[Items from a data source]
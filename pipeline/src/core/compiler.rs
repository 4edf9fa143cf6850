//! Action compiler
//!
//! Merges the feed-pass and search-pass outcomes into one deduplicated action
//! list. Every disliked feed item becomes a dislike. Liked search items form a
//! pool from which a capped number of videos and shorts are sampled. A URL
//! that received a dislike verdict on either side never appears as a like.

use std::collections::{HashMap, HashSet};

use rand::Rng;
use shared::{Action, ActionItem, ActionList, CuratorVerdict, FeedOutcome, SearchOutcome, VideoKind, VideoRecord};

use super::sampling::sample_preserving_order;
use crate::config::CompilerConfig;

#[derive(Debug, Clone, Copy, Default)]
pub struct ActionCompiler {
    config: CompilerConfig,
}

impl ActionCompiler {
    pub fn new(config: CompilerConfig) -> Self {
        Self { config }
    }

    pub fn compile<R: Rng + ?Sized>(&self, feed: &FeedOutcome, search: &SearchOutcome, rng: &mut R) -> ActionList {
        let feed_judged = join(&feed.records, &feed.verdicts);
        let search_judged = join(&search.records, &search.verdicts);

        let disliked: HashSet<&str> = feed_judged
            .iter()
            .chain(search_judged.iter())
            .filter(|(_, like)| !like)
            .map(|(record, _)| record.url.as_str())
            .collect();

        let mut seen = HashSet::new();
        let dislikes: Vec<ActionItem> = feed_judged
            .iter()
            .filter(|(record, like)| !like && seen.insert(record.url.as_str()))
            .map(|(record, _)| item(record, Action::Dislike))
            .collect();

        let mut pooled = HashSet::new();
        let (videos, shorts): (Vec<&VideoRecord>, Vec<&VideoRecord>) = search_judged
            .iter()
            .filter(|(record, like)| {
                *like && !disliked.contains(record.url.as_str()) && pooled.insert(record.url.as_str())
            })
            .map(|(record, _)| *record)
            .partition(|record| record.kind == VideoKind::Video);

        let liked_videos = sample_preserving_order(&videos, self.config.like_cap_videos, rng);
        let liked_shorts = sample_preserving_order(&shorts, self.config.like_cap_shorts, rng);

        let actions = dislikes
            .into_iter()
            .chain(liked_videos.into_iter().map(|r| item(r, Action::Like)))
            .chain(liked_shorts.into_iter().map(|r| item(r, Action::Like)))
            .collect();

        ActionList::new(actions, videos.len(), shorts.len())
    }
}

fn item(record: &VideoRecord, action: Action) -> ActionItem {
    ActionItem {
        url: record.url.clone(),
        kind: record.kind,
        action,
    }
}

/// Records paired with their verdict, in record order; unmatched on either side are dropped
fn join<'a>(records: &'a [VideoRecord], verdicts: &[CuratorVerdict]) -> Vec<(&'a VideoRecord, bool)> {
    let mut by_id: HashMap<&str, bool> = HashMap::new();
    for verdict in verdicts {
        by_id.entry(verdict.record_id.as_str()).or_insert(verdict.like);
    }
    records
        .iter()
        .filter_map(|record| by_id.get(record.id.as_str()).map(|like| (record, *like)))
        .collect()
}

...

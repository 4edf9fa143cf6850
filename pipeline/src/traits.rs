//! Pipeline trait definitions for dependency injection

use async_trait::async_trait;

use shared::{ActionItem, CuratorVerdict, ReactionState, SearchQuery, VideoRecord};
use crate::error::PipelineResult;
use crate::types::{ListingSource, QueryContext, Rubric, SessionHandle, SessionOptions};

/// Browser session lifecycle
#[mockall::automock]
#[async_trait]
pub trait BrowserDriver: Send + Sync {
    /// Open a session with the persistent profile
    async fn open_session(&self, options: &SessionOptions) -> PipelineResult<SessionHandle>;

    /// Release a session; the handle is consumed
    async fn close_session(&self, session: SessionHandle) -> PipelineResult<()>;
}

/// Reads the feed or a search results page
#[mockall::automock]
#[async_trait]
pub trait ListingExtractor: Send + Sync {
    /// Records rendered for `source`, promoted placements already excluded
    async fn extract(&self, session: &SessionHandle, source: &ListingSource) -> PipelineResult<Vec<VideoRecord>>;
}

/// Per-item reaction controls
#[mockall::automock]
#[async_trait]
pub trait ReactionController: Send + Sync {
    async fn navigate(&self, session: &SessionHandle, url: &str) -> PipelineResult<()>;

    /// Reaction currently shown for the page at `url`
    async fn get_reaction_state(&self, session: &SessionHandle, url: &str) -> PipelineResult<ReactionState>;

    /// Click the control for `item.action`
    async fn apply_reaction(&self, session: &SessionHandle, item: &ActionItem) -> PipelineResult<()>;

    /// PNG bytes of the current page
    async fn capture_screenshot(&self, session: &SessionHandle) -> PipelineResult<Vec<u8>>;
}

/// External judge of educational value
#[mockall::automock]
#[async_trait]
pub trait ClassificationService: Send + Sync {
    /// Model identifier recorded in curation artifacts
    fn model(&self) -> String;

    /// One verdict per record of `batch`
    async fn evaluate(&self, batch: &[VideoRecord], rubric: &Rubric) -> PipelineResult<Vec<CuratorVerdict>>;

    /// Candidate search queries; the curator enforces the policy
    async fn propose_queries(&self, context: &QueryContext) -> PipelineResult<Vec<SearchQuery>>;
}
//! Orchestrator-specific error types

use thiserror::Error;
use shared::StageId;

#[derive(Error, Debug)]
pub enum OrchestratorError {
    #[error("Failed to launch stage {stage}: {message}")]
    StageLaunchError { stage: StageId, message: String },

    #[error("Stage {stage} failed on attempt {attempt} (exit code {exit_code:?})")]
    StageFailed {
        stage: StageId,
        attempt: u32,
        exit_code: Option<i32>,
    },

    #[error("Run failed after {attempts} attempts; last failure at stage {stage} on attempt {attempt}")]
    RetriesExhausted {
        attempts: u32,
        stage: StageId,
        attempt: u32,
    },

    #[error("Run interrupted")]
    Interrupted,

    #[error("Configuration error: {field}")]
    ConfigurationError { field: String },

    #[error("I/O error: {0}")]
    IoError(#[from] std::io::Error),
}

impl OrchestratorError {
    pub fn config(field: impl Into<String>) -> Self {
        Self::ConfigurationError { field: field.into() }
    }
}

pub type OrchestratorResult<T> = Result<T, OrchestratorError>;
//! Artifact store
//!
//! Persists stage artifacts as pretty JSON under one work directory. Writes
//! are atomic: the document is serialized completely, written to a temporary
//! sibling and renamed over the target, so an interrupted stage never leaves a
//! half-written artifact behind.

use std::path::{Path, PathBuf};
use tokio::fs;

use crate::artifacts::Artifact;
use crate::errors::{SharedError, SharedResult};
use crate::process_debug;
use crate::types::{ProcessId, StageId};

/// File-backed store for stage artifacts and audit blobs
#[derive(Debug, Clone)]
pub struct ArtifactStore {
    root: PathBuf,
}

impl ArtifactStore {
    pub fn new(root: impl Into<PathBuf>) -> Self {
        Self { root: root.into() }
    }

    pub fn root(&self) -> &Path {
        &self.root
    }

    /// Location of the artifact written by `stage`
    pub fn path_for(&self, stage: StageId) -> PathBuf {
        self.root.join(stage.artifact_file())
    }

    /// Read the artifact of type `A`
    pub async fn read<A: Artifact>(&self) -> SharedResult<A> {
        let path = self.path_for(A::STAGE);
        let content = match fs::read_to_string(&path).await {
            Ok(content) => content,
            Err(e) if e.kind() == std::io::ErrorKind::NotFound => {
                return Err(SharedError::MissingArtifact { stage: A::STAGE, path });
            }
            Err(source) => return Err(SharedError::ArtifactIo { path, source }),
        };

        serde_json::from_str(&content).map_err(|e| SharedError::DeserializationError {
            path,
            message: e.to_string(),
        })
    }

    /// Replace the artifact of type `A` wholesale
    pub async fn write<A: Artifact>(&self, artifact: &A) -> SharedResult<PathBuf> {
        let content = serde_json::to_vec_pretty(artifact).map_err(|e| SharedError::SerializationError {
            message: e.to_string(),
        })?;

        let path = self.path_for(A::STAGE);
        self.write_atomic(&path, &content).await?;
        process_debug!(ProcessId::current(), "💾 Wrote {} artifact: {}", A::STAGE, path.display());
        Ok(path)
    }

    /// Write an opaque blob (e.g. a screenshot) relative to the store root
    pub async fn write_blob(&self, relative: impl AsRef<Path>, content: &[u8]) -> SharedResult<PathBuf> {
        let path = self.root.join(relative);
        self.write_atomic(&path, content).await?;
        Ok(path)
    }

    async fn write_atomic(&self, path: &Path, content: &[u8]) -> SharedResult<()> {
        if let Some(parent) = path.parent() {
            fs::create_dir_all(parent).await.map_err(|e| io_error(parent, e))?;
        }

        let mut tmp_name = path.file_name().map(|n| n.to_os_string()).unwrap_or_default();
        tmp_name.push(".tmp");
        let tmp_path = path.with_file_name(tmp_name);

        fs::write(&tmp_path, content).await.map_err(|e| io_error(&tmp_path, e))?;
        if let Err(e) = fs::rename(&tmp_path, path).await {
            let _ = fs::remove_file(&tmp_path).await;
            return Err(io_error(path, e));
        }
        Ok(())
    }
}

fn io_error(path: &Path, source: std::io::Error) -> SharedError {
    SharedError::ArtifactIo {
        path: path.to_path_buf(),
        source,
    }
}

* * *

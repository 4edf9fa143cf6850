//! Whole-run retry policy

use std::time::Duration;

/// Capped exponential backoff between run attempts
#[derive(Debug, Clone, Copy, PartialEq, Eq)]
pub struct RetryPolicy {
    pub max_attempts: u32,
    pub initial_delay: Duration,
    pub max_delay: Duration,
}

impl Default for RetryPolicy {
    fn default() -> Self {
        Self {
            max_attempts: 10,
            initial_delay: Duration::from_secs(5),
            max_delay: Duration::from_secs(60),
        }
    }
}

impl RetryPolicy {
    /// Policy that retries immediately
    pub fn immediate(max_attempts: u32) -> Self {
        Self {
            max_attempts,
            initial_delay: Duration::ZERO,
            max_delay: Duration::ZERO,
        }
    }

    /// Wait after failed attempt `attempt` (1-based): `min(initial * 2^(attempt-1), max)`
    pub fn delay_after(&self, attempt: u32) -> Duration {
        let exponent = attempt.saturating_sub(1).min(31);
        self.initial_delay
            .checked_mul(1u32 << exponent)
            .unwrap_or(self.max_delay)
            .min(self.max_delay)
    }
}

What is needed
Please tally the lines in the data above containing the string "types", and give the number alone.

Response for this exercise
3